Aim of the task:
The answer must consist of the entries, copied exactly and in full.

Collected data entries
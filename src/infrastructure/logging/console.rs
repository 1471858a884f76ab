//! Severity colors for console output.
//!
//! Styling is forced so lines are colored even when stdout is not a terminal.

use std::io::{self, Write};

use console::Style;

use crate::domain::models::ConsoleColor;

/// Wrap `line` in the ANSI color for `color`. Plain lines are returned as-is.
pub fn colorize(line: &str, color: ConsoleColor) -> String {
    let style = match color {
        ConsoleColor::Plain => return line.to_string(),
        ConsoleColor::Green => Style::new().green(),
        ConsoleColor::Yellow => Style::new().yellow(),
        ConsoleColor::Red => Style::new().red(),
    };

    style.force_styling(true).apply_to(line).to_string()
}

/// Console sink receiving one colored line per message
pub struct ConsoleWriter {
    out: Box<dyn Write + Send>,
}

impl ConsoleWriter {
    pub fn new(out: impl Write + Send + 'static) -> Self {
        Self { out: Box::new(out) }
    }

    pub fn stdout() -> Self {
        Self::new(io::stdout())
    }

    pub fn write_line(&mut self, line: &str, color: ConsoleColor) -> io::Result<()> {
        writeln!(self.out, "{}", colorize(line, color))?;
        self.out.flush()
    }
}

impl std::fmt::Debug for ConsoleWriter {
    fn fmt(&self, f: &mut std::fmt::Formatter<'_>) -> std::fmt::Result {
        f.debug_struct("ConsoleWriter").finish_non_exhaustive()
    }
}
pub mod config;
pub mod record;
pub mod severity;

pub use config::Config;
pub use record::{LogEvent, SourceLocation};
pub use severity::{ConsoleColor, Severity};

Response to this exercise:
filename src/infrastructure/logging/console.rs
repository 1471858a884f76ab
//! Severity colors for console output.
//!
//! Styling is forced so lines are colored even when stdout is not a terminal.

use std::io::{self, Write};

use console::Style;

use crate::domain::models::ConsoleColor;

/// Wrap `line` in the ANSI color for `color`. Plain lines are returned as-is.
pub fn colorize(line: &str, color: ConsoleColor) -> String {
    let style = match color {
        ConsoleColor::Plain => return line.to_string(),
        ConsoleColor::Green => Style::new().green(),
        ConsoleColor::Yellow => Style::new().yellow(),
        ConsoleColor::Red => Style::new().red(),
    };

    style.force_styling(true).apply_to(line).to_string()
}

/// Console sink receiving one colored line per message
pub struct ConsoleWriter {
    out: Box<dyn Write + Send>,
}

impl ConsoleWriter {
    pub fn new(out: impl Write + Send + 'static) -> Self {
        Self { out: Box::new(out) }
    }

    pub fn stdout() -> Self {
        Self::new(io::stdout())
    }

    pub fn write_line(&mut self, line: &str, color: ConsoleColor) -> io::Result<()> {
        writeln!(self.out, "{}", colorize(line, color))?;
        self.out.flush()
    }
}

impl std::fmt::Debug for ConsoleWriter {
    fn fmt(&self, f: &mut std::fmt::Formatter<'_>) -> std::fmt::Result {
        f.debug_struct("ConsoleWriter").finish_non_exhaustive()
    }
}
pub mod config;
pub mod record;
pub mod severity;

pub use config::Config;
pub use record::{LogEvent, SourceLocation};
pub use severity::{ConsoleColor, Severity};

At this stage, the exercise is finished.